Il ragioniere della mafia

29 Ottobre 2013 By Valentina

Dopo la fortunata Anteprima Nazionale del 10 Ottobre in una operazione one shot che ha coinvolto oltre 100 cinema che hanno creduto nel progetto e nel film:Il Ragioniere della Mafia, tratto dall’omonimo romanzo del padovano Donald Vergari, già inviato speciale della trasmissione Mediaset “Striscia la notizia”, parte ora per il “Tour della Legalità” che toccherà ulteriori 100 città in giro per la penisola.
La prima data è fissata per il 29 Ottobre e toccherà anche il Cinema Lux di Padova con un appuntamento alle ore 19.30, per il film presentato con successo in anteprima mondiale al “Montreal Film Festival” e al Marché du Film a Cannes, che vede come protagonista l’attore Lorenzo Flaherty accompagnato da un ricchissimo cast: Ciro Petrone ed Ernesto Mahieux, già noti nelle pellicole di Matteo Garrone “Gomorra” e “L’imbalsamatore”, Tony Sperandeo, Rosalinda Celentano, Franco Neri, Simona Borioni, Marika Frassino, Nando Irene, Salvatore Ruocco e molti altri. Il regista Federico Rizzo si è avvalso inoltre della partecipazione di Francesca Testasecca, Miss Italia 2010, e di alcune finaliste delle varie edizioni come Anna Munafò, Benedetta Piscicelli, Sara Izzo e Alessia Tedeschi.

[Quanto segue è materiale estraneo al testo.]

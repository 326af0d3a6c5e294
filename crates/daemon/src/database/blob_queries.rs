use sqlx::Row;
use time::OffsetDateTime;

use crate::database::{types::DUuid, Database};
use common::prelude::StorageRef;

/// An upload ticket as recorded when it was issued.
#[derive(Debug, Clone, PartialEq, Eq)]
pub struct BlobTicket {
    pub storage_ref: StorageRef,
    /// Byte length of the uploaded content, once there is any.
    pub size: Option<u64>,
    pub uploaded: bool,
    pub created_at: OffsetDateTime,
}

impl Database {
    /// Record a freshly issued storage ref.
    pub async fn insert_blob_ticket(&self, storage_ref: StorageRef) -> Result<(), sqlx::Error> {
        let now = OffsetDateTime::now_utc();
        sqlx::query(
            r#"
            INSERT INTO blobs (storage_ref, size, uploaded, created_at, updated_at)
            VALUES (?, NULL, 0, ?, ?)
            "#,
        )
        .bind(DUuid::of(storage_ref))
        .bind(now)
        .bind(now)
        .execute(&**self)
        .await?;
        Ok(())
    }

    pub async fn get_blob_ticket(
        &self,
        storage_ref: StorageRef,
    ) -> Result<Option<BlobTicket>, sqlx::Error> {
        let row = sqlx::query(
            r#"
            SELECT storage_ref, size, uploaded, created_at
            FROM blobs
            WHERE storage_ref = ?
            "#,
        )
        .bind(DUuid::of(storage_ref))
        .fetch_optional(&**self)
        .await?;

        row.map(|r| -> Result<BlobTicket, sqlx::Error> {
            let size: Option<i64> = r.try_get("size")?;
            Ok(BlobTicket {
                storage_ref: r.try_get::<DUuid, _>("storage_ref")?.into_id(),
                size: size.and_then(|s| u64::try_from(s).ok()),
                uploaded: r.try_get("uploaded")?,
                created_at: r.try_get("created_at")?,
            })
        })
        .transpose()
    }

    /// Claim an issued, still empty ticket for `size` bytes of content.
    ///  Returns `false` when the ref is unknown or already holds content.
    pub async fn claim_blob_upload(
        &self,
        storage_ref: StorageRef,
        size: u64,
    ) -> Result<bool, sqlx::Error> {
        let result = sqlx::query(
            r#"
            UPDATE blobs
            SET size = ?, uploaded = 1, updated_at = ?
            WHERE storage_ref = ? AND uploaded = 0
            "#,
        )
        .bind(i64::try_from(size).unwrap_or(i64::MAX))
        .bind(OffsetDateTime::now_utc())
        .bind(DUuid::of(storage_ref))
        .execute(&**self)
        .await?;
        Ok(result.rows_affected() == 1)
    }

    /// Return a claimed ticket to the empty state after a failed write.
    pub async fn release_blob_claim(&self, storage_ref: StorageRef) -> Result<(), sqlx::Error> {
        sqlx::query(
            r#"
            UPDATE blobs
            SET size = NULL, uploaded = 0, updated_at = ?
            WHERE storage_ref = ?
            "#,
        )
        .bind(OffsetDateTime::now_utc())
        .bind(DUuid::of(storage_ref))
        .execute(&**self)
        .await?;
        Ok(())
    }

    pub async fn delete_blob_ticket(&self, storage_ref: StorageRef) -> Result<(), sqlx::Error> {
        sqlx::query("DELETE FROM blobs WHERE storage_ref = ?")
            .bind(DUuid::of(storage_ref))
            .execute(&**self)
            .await?;
        Ok(())
    }
}
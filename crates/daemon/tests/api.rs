//! End-to-end tests of the HTTP surface over in-memory providers

mod common;

use http::StatusCode;
use serde_json::json;

use ::common::prelude::*;
use dataroom_daemon::http_server::api::v0::{access, auth, blobs, datarooms, files, folders};
use dataroom_daemon::http_server::api::v0::{SearchRequest, SearchResponse};

const PDF: &[u8] = b"%PDF-1.7\n1 0 obj\n<<>>\nendobj\n%%EOF\n";

async fn signup(app: &axum::Router, handle: &str) -> UserProfile {
    common::call(
        app,
        "/api/v0/auth/signup",
        &auth::SignupRequest {
            full_name: handle.to_string(),
            email: format!("{}@example.com", handle),
            password: "pw".to_string(),
        },
    )
    .await
}

async fn create_room(app: &axum::Router, user: UserId, name: &str) -> DataroomView {
    common::call(
        app,
        "/api/v0/datarooms/create",
        &datarooms::CreateRequest {
            user_id: user,
            name: name.to_string(),
        },
    )
    .await
}

/// Ticket, bytes, record.
async fn upload(
    app: &axum::Router,
    user: UserId,
    dataroom: DataroomId,
    folder: Option<FolderId>,
    name: &str,
) -> FileRecord {
    let ticket: UploadTicket = common::call(
        app,
        "/api/v0/files/upload-url",
        &files::UploadUrlRequest { user_id: user },
    )
    .await;

    let (status, body) = common::post_bytes(app, ticket.url.path(), PDF).await;
    assert_eq!(status, StatusCode::OK);
    let uploaded: blobs::UploadResponse = serde_json::from_slice(&body).unwrap();
    assert_eq!(uploaded.size, PDF.len() as u64);

    common::call(
        app,
        "/api/v0/files/create",
        &files::CreateRequest {
            user_id: user,
            dataroom_id: dataroom,
            folder_id: folder,
            name: name.to_string(),
            storage_ref: ticket.storage_ref,
            mime_type: "application/pdf".to_string(),
            size: uploaded.size,
        },
    )
    .await
}

#[tokio::test]
async fn test_signup_and_login() {
    let (app, _) = common::app().await;
    let alice = signup(&app, "alice").await;

    let logged_in: UserProfile = common::call(
        &app,
        "/api/v0/auth/login",
        &auth::LoginRequest {
            email: "alice@example.com".to_string(),
            password: "pw".to_string(),
        },
    )
    .await;
    assert_eq!(logged_in.id, alice.id);

    let (status, body) = common::post_json(
        &app,
        "/api/v0/auth/login",
        &json!({"email": "alice@example.com", "password": "wrong"}),
    )
    .await;
    assert_eq!(status, StatusCode::UNAUTHORIZED);
    assert_eq!(body["code"], "invalid_credentials");
    assert_eq!(body["msg"], "Invalid email or password");

    // the password never leaves the server
    let shown: auth::UserResponse =
        common::call(&app, "/api/v0/auth/user", &auth::UserRequest { user_id: alice.id }).await;
    let shown = serde_json::to_value(shown.user.unwrap()).unwrap();
    assert!(shown.get("password").is_none());
}

#[tokio::test]
async fn test_dataroom_lifecycle() {
    let (app, _) = common::app().await;
    let alice = signup(&app, "alice").await;

    let (status, body) = common::post_json(
        &app,
        "/api/v0/datarooms/create",
        &json!({"user_id": alice.id, "name": "Deals"}),
    )
    .await;
    assert_eq!(status, StatusCode::CREATED);
    assert_eq!(body["role"], "owner");
    let room: DataroomView = serde_json::from_value(body).unwrap();

    // names are unique per owner regardless of case
    let (status, body) = common::post_json(
        &app,
        "/api/v0/datarooms/create",
        &json!({"user_id": alice.id, "name": "deals"}),
    )
    .await;
    assert_eq!(status, StatusCode::CONFLICT);
    assert_eq!(body["code"], "duplicate_name");

    let renamed: Dataroom = common::call(
        &app,
        "/api/v0/datarooms/rename",
        &datarooms::RenameRequest {
            user_id: alice.id,
            dataroom_id: room.dataroom.id,
            name: "Deals 2025".to_string(),
        },
    )
    .await;
    assert_eq!(renamed.name, "Deals 2025");

    let listed: datarooms::ListResponse = common::call(
        &app,
        "/api/v0/datarooms/list",
        &datarooms::ListRequest { user_id: alice.id },
    )
    .await;
    assert_eq!(listed.datarooms.len(), 1);
    assert_eq!(listed.datarooms[0].dataroom.name, "Deals 2025");

    let report: CascadeReport = common::call(
        &app,
        "/api/v0/datarooms/delete",
        &datarooms::DeleteRequest {
            user_id: alice.id,
            dataroom_id: room.dataroom.id,
        },
    )
    .await;
    assert_eq!(report.grants, 1);

    let (status, body) = common::post_json(
        &app,
        "/api/v0/datarooms/get",
        &json!({"user_id": alice.id, "dataroom_id": room.dataroom.id}),
    )
    .await;
    assert_eq!(status, StatusCode::FORBIDDEN);
    assert_eq!(body["code"], "access_denied");
}

#[tokio::test]
async fn test_roles_gate_operations() {
    let (app, _) = common::app().await;
    let alice = signup(&app, "alice").await;
    let bob = signup(&app, "bob").await;
    let room = create_room(&app, alice.id, "Deals").await.dataroom.id;

    let grant: AccessGrant = common::call(
        &app,
        "/api/v0/access/invite",
        &access::InviteRequest {
            user_id: alice.id,
            dataroom_id: room,
            email: bob.email.clone(),
            role: Role::Viewer,
        },
    )
    .await;

    // viewers read but cannot write
    let listed: folders::ListResponse = common::call(
        &app,
        "/api/v0/folders/list",
        &folders::ListRequest {
            user_id: bob.id,
            dataroom_id: room,
            parent_id: None,
        },
    )
    .await;
    assert!(listed.folders.is_empty());

    let (status, body) = common::post_json(
        &app,
        "/api/v0/folders/create",
        &json!({"user_id": bob.id, "dataroom_id": room, "name": "Q1"}),
    )
    .await;
    assert_eq!(status, StatusCode::FORBIDDEN);
    assert_eq!(body["code"], "insufficient_permissions");

    let promoted: AccessGrant = common::call(
        &app,
        "/api/v0/access/role",
        &access::RoleRequest {
            user_id: alice.id,
            grant_id: grant.id,
            role: Role::Editor,
        },
    )
    .await;
    assert_eq!(promoted.role, Role::Editor);

    let folder: Folder = common::call(
        &app,
        "/api/v0/folders/create",
        &folders::CreateRequest {
            user_id: bob.id,
            dataroom_id: room,
            parent_id: None,
            name: "Q1".to_string(),
        },
    )
    .await;
    assert_eq!(folder.parent_folder_id, None);

    // owner can be neither demoted nor granted
    let owner_grant = common::call::<_, access::ListResponse>(
        &app,
        "/api/v0/access/list",
        &access::ListRequest {
            user_id: alice.id,
            dataroom_id: room,
        },
    )
    .await
    .grants
    .into_iter()
    .find(|g| g.role == Role::Owner)
    .unwrap();
    let (status, body) = common::post_json(
        &app,
        "/api/v0/access/remove",
        &json!({"user_id": alice.id, "grant_id": owner_grant.id}),
    )
    .await;
    assert_eq!(status, StatusCode::CONFLICT);
    assert_eq!(body["code"], "immutable_owner");

    let (status, body) = common::post_json(
        &app,
        "/api/v0/access/invite",
        &json!({"user_id": alice.id, "dataroom_id": room, "email": "c@x.com", "role": "owner"}),
    )
    .await;
    assert_eq!(status, StatusCode::BAD_REQUEST);
    assert_eq!(body["code"], "invalid_role");

    let removed: access::RemoveResponse = common::call(
        &app,
        "/api/v0/access/remove",
        &access::RemoveRequest {
            user_id: alice.id,
            grant_id: grant.id,
        },
    )
    .await;
    assert_eq!(removed.grant_id, grant.id);

    let check: access::CheckResponse = common::call(
        &app,
        "/api/v0/access/check",
        &access::CheckRequest {
            user_id: bob.id,
            dataroom_id: room,
        },
    )
    .await;
    assert_eq!(check.role, None);
}

#[tokio::test]
async fn test_upload_download_and_delete() {
    let (app, _) = common::app().await;
    let alice = signup(&app, "alice").await;
    let room = create_room(&app, alice.id, "Deals").await.dataroom.id;

    let file = upload(&app, alice.id, room, None, "nda.pdf").await;
    assert_eq!(file.size, PDF.len() as u64);

    let url: files::UrlResponse = common::call(
        &app,
        "/api/v0/files/url",
        &files::UrlRequest {
            user_id: alice.id,
            file_id: file.id,
        },
    )
    .await;
    let url = url.url.unwrap();

    let (status, body) = common::get(&app, url.path()).await;
    assert_eq!(status, StatusCode::OK);
    assert_eq!(body, PDF);

    let deleted: files::DeleteResponse = common::call(
        &app,
        "/api/v0/files/delete",
        &files::DeleteRequest {
            user_id: alice.id,
            file_id: file.id,
        },
    )
    .await;
    assert_eq!(deleted.file_id, file.id);

    // content goes with the record
    let (status, _) = common::get(&app, url.path()).await;
    assert_eq!(status, StatusCode::NOT_FOUND);
}

#[tokio::test]
async fn test_uploaded_content_cannot_be_replaced() {
    let (app, _) = common::app().await;
    let alice = signup(&app, "alice").await;
    let bob = signup(&app, "bob").await;
    let room = create_room(&app, alice.id, "Deals").await.dataroom.id;
    let _: AccessGrant = common::call(
        &app,
        "/api/v0/access/invite",
        &access::InviteRequest {
            user_id: alice.id,
            dataroom_id: room,
            email: bob.email.clone(),
            role: Role::Viewer,
        },
    )
    .await;

    let file = upload(&app, alice.id, room, None, "report.pdf").await;

    // a viewer can see the ref but not push new content to it
    let seen: FileRecord = common::call(
        &app,
        "/api/v0/files/get",
        &files::GetRequest {
            user_id: bob.id,
            file_id: file.id,
        },
    )
    .await;
    let path = format!("/api/v0/blobs/{}", seen.storage_ref);
    let (status, _) = common::post_bytes(&app, &path, b"EVIL").await;
    assert_eq!(status, StatusCode::CONFLICT);

    let (status, body) = common::get(&app, &path).await;
    assert_eq!(status, StatusCode::OK);
    assert_eq!(body, PDF);
}

#[tokio::test]
async fn test_registering_a_used_storage_ref_conflicts() {
    let (app, _) = common::app().await;
    let alice = signup(&app, "alice").await;
    let room = create_room(&app, alice.id, "Deals").await.dataroom.id;
    let file = upload(&app, alice.id, room, None, "report.pdf").await;

    let (status, body) = common::post_json(
        &app,
        "/api/v0/files/create",
        &json!({
            "user_id": alice.id,
            "dataroom_id": room,
            "name": "copy.pdf",
            "storage_ref": file.storage_ref,
            "mime_type": "application/pdf",
            "size": file.size,
        }),
    )
    .await;
    assert_eq!(status, StatusCode::CONFLICT);
    assert_eq!(body["code"], "storage_ref_in_use");
}

#[tokio::test]
async fn test_blob_endpoints_reject_unknown_refs() {
    let (app, _) = common::app().await;
    let path = format!("/api/v0/blobs/{}", StorageRef::new());

    let (status, _) = common::post_bytes(&app, &path, PDF).await;
    assert_eq!(status, StatusCode::NOT_FOUND);

    let (status, _) = common::get(&app, &path).await;
    assert_eq!(status, StatusCode::NOT_FOUND);
}

#[tokio::test]
async fn test_non_pdf_is_rejected() {
    let (app, _) = common::app().await;
    let alice = signup(&app, "alice").await;
    let room = create_room(&app, alice.id, "Deals").await.dataroom.id;

    let ticket: UploadTicket = common::call(
        &app,
        "/api/v0/files/upload-url",
        &files::UploadUrlRequest { user_id: alice.id },
    )
    .await;

    let (status, body) = common::post_json(
        &app,
        "/api/v0/files/create",
        &json!({
            "user_id": alice.id,
            "dataroom_id": room,
            "name": "notes.txt",
            "storage_ref": ticket.storage_ref,
            "mime_type": "text/plain",
            "size": 12,
        }),
    )
    .await;
    assert_eq!(status, StatusCode::BAD_REQUEST);
    assert_eq!(body["code"], "invalid_mime_type");
    assert_eq!(body["msg"], "Only PDF files are supported");
}

#[tokio::test]
async fn test_folder_tree_and_search() {
    let (app, _) = common::app().await;
    let alice = signup(&app, "alice").await;
    let room = create_room(&app, alice.id, "Deals").await.dataroom.id;

    let q1: Folder = common::call(
        &app,
        "/api/v0/folders/create",
        &folders::CreateRequest {
            user_id: alice.id,
            dataroom_id: room,
            parent_id: None,
            name: "Q1".to_string(),
        },
    )
    .await;
    let reports: Folder = common::call(
        &app,
        "/api/v0/folders/create",
        &folders::CreateRequest {
            user_id: alice.id,
            dataroom_id: room,
            parent_id: Some(q1.id),
            name: "Reports".to_string(),
        },
    )
    .await;
    upload(&app, alice.id, room, Some(reports.id), "summary.pdf").await;

    let path: folders::PathResponse = common::call(
        &app,
        "/api/v0/folders/path",
        &folders::PathRequest {
            user_id: alice.id,
            dataroom_id: room,
            folder_id: reports.id,
        },
    )
    .await;
    let names: Vec<_> = path.path.iter().map(|c| c.name.as_str()).collect();
    assert_eq!(names, vec!["Q1", "Reports"]);

    let count: ItemCount = common::call(
        &app,
        "/api/v0/folders/count",
        &folders::CountRequest {
            user_id: alice.id,
            folder_id: q1.id,
        },
    )
    .await;
    assert_eq!((count.folders, count.files, count.total), (1, 0, 1));

    let found: SearchResponse =
        common::call(&app, "/api/v0/search", &SearchRequest { user_id: alice.id }).await;
    let matches = filter_results(found.results, "summary");
    assert_eq!(matches.len(), 1);
    assert_eq!(matches[0].path, "Deals > Q1 > Reports > summary.pdf");

    let report: CascadeReport = common::call(
        &app,
        "/api/v0/folders/delete",
        &folders::DeleteRequest {
            user_id: alice.id,
            folder_id: q1.id,
        },
    )
    .await;
    assert_eq!((report.folders, report.files), (2, 1));

    let all: folders::AllResponse = common::call(
        &app,
        "/api/v0/folders/all",
        &folders::AllRequest {
            user_id: alice.id,
            dataroom_id: room,
        },
    )
    .await;
    assert!(all.folders.is_empty());
}

#[tokio::test]
async fn test_status_and_fallback() {
    let (app, _) = common::app().await;

    let (status, _) = common::get(&app, "/_status/livez").await;
    assert_eq!(status, StatusCode::OK);

    let (status, _) = common::get(&app, "/_status/readyz").await;
    assert_eq!(status, StatusCode::OK);

    let (status, _) = common::get(&app, "/nowhere").await;
    assert_eq!(status, StatusCode::NOT_FOUND);
}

L’intera kermesse sarà proprio supportata di volta in volta dal Regista, dall’ Autore, dagli Attori e dalle Associazioni che operano sul territorio che si alterneranno per promuovere i vari progetti per un ritorno alla Legalità.
Il film parla infatti di Angelo Bianco, un ragioniere milanese con origini pugliesi con il vizio del gioco e del rischio. In una puntata sbagliata al casinò matura un debito che non può saldare che mette a rischio la sua vita, ma grazie alla sua abilità con i numeri il suo creditore gli fa una proposta che egli non può rifiutare: diventare “il Ragioniere della Mafia”, anzi delle Mafie. Dovrà gestire su scala mondiale i profitti delle maggiori organizzazioni criminali italiane, destreggiandosi come un equilibrista tra la vita e la morte, tra le richieste dei Capi Famiglia. Stretto in questa sudditanza che gli toglie il fiato, il ragioniere decide di rilanciare: inizia a compiere operazioni sempre più rischiose il cui esito positivo gli consente una “scalata” nell’organizzazione. Entrato in pieno nel gioco, Angelo Bianco sfida i narcotrafficanti colombiani e riorganizza un vero e proprio piano di marketing per superare la crisi del dopo Falcone e Borsellino. Questo lo porta sempre più vicino alla vetta del potere ma sempre più lontano da sé stesso fin quando, oltrepassando tutte le regole del gioco, si rende conto di aver perso il bene più prezioso: la liberta. E per riacquistarla dovrà vincere la sfida più difficile: uscire vivo dalla Mafia e realizzare uno dei piani più ingegnosi nella storia del crimine.